> [WORK REQUIRED]: Look below for the line containing "fn from(err: StoreError)"; from there through the line containing "pub use value::Value;", both lines included, please set down each line exactly and nothing else.

> [Saved entries]:

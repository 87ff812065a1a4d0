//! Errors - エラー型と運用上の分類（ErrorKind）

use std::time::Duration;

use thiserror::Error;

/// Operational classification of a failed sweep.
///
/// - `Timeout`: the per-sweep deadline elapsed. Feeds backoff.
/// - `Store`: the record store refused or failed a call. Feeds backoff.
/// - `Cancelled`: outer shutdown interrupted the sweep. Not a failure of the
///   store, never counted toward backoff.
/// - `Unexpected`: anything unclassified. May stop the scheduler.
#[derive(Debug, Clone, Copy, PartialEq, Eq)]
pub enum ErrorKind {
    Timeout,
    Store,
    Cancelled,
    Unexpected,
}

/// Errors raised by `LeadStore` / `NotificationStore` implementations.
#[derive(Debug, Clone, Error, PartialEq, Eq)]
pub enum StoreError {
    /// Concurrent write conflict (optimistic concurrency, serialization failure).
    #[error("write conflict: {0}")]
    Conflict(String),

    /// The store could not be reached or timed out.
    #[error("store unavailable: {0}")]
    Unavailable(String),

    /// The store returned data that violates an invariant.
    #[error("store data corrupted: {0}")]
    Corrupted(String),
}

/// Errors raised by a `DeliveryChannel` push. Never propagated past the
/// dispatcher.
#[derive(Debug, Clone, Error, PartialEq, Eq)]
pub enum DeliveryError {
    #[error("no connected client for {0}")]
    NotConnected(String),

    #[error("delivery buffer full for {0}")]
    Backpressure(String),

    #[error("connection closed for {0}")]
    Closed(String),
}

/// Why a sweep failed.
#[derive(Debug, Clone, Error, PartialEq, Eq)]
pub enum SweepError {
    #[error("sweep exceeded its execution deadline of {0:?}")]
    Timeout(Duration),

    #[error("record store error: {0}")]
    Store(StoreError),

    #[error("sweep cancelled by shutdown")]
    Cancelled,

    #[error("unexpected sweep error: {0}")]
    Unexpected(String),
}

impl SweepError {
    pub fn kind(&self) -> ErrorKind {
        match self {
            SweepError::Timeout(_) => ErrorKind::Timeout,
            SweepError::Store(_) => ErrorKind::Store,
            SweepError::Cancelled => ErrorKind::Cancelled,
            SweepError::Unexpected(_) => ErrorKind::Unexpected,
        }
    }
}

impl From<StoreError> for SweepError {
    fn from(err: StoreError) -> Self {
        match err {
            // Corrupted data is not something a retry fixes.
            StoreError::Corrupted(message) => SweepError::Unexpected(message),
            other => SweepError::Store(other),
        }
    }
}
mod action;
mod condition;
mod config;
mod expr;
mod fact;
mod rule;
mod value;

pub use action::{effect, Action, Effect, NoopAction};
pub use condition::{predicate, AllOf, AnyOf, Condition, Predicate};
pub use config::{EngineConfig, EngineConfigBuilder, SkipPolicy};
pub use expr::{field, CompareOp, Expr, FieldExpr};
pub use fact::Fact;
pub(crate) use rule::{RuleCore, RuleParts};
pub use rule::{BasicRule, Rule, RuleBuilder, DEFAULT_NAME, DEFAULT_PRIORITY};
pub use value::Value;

--

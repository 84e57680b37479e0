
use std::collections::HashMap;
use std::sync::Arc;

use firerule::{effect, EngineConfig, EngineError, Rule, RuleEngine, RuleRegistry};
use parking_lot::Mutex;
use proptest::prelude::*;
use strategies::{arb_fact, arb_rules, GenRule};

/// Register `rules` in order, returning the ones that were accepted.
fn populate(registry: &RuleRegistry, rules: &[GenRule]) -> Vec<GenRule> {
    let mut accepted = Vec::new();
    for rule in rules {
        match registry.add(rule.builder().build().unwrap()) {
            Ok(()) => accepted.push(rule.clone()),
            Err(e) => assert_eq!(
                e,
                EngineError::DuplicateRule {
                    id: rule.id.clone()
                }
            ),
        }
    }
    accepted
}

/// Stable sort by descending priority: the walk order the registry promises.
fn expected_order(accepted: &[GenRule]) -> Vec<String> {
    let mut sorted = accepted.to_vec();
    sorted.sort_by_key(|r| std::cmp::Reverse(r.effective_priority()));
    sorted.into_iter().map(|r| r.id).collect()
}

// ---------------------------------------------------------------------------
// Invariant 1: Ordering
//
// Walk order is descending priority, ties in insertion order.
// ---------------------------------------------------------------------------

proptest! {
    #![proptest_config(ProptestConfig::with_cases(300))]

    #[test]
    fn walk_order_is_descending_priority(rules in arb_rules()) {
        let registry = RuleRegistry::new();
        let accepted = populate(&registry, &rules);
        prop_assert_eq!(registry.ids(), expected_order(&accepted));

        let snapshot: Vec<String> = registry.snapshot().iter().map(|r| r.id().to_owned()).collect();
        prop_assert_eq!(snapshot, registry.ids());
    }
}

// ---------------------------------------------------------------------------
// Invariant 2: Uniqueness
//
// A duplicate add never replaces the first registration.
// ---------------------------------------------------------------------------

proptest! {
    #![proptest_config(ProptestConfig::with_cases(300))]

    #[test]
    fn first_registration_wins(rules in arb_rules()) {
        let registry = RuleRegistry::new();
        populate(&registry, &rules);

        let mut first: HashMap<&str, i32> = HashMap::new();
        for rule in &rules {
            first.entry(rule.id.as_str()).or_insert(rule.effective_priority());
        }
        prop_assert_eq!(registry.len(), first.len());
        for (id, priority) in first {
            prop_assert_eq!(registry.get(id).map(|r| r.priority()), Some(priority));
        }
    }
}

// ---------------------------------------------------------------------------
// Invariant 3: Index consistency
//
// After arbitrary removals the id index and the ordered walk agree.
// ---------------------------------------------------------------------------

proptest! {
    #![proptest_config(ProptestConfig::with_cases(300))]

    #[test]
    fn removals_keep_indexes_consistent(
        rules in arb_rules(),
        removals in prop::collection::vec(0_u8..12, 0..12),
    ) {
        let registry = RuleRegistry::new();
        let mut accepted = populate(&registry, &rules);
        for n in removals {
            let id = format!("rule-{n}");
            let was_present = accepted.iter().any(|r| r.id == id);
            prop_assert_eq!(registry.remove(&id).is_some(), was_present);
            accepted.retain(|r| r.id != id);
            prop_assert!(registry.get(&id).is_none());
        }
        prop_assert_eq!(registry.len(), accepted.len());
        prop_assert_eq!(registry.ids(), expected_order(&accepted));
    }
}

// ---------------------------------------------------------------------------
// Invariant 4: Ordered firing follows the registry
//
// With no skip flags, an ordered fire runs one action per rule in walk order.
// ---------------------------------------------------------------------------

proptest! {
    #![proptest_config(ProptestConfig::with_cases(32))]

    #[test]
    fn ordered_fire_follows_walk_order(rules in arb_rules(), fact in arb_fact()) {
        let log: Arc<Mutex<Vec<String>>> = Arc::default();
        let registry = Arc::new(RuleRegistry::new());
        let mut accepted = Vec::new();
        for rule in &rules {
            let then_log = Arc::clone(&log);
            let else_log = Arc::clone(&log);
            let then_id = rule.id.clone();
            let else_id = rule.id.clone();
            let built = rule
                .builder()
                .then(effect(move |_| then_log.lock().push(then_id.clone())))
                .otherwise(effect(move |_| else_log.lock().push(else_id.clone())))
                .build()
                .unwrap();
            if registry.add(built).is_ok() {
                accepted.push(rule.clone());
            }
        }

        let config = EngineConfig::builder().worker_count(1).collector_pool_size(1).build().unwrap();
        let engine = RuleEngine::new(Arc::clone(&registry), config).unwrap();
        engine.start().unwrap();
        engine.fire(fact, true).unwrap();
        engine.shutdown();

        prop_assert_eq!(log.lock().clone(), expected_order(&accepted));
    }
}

> [EXERCISE SOLUTION]:
    fn from(err: StoreError) -> Self {
        match err {
            // Corrupted data is not something a retry fixes.
            StoreError::Corrupted(message) => SweepError::Unexpected(message),
            other => SweepError::Store(other),
        }
    }
}
mod action;
mod condition;
mod config;
mod expr;
mod fact;
mod rule;
mod value;

pub use action::{effect, Action, Effect, NoopAction};
pub use condition::{predicate, AllOf, AnyOf, Condition, Predicate};
pub use config::{EngineConfig, EngineConfigBuilder, SkipPolicy};
pub use expr::{field, CompareOp, Expr, FieldExpr};
pub use fact::Fact;
pub(crate) use rule::{RuleCore, RuleParts};
pub use rule::{BasicRule, Rule, RuleBuilder, DEFAULT_NAME, DEFAULT_PRIORITY};
pub use value::Value;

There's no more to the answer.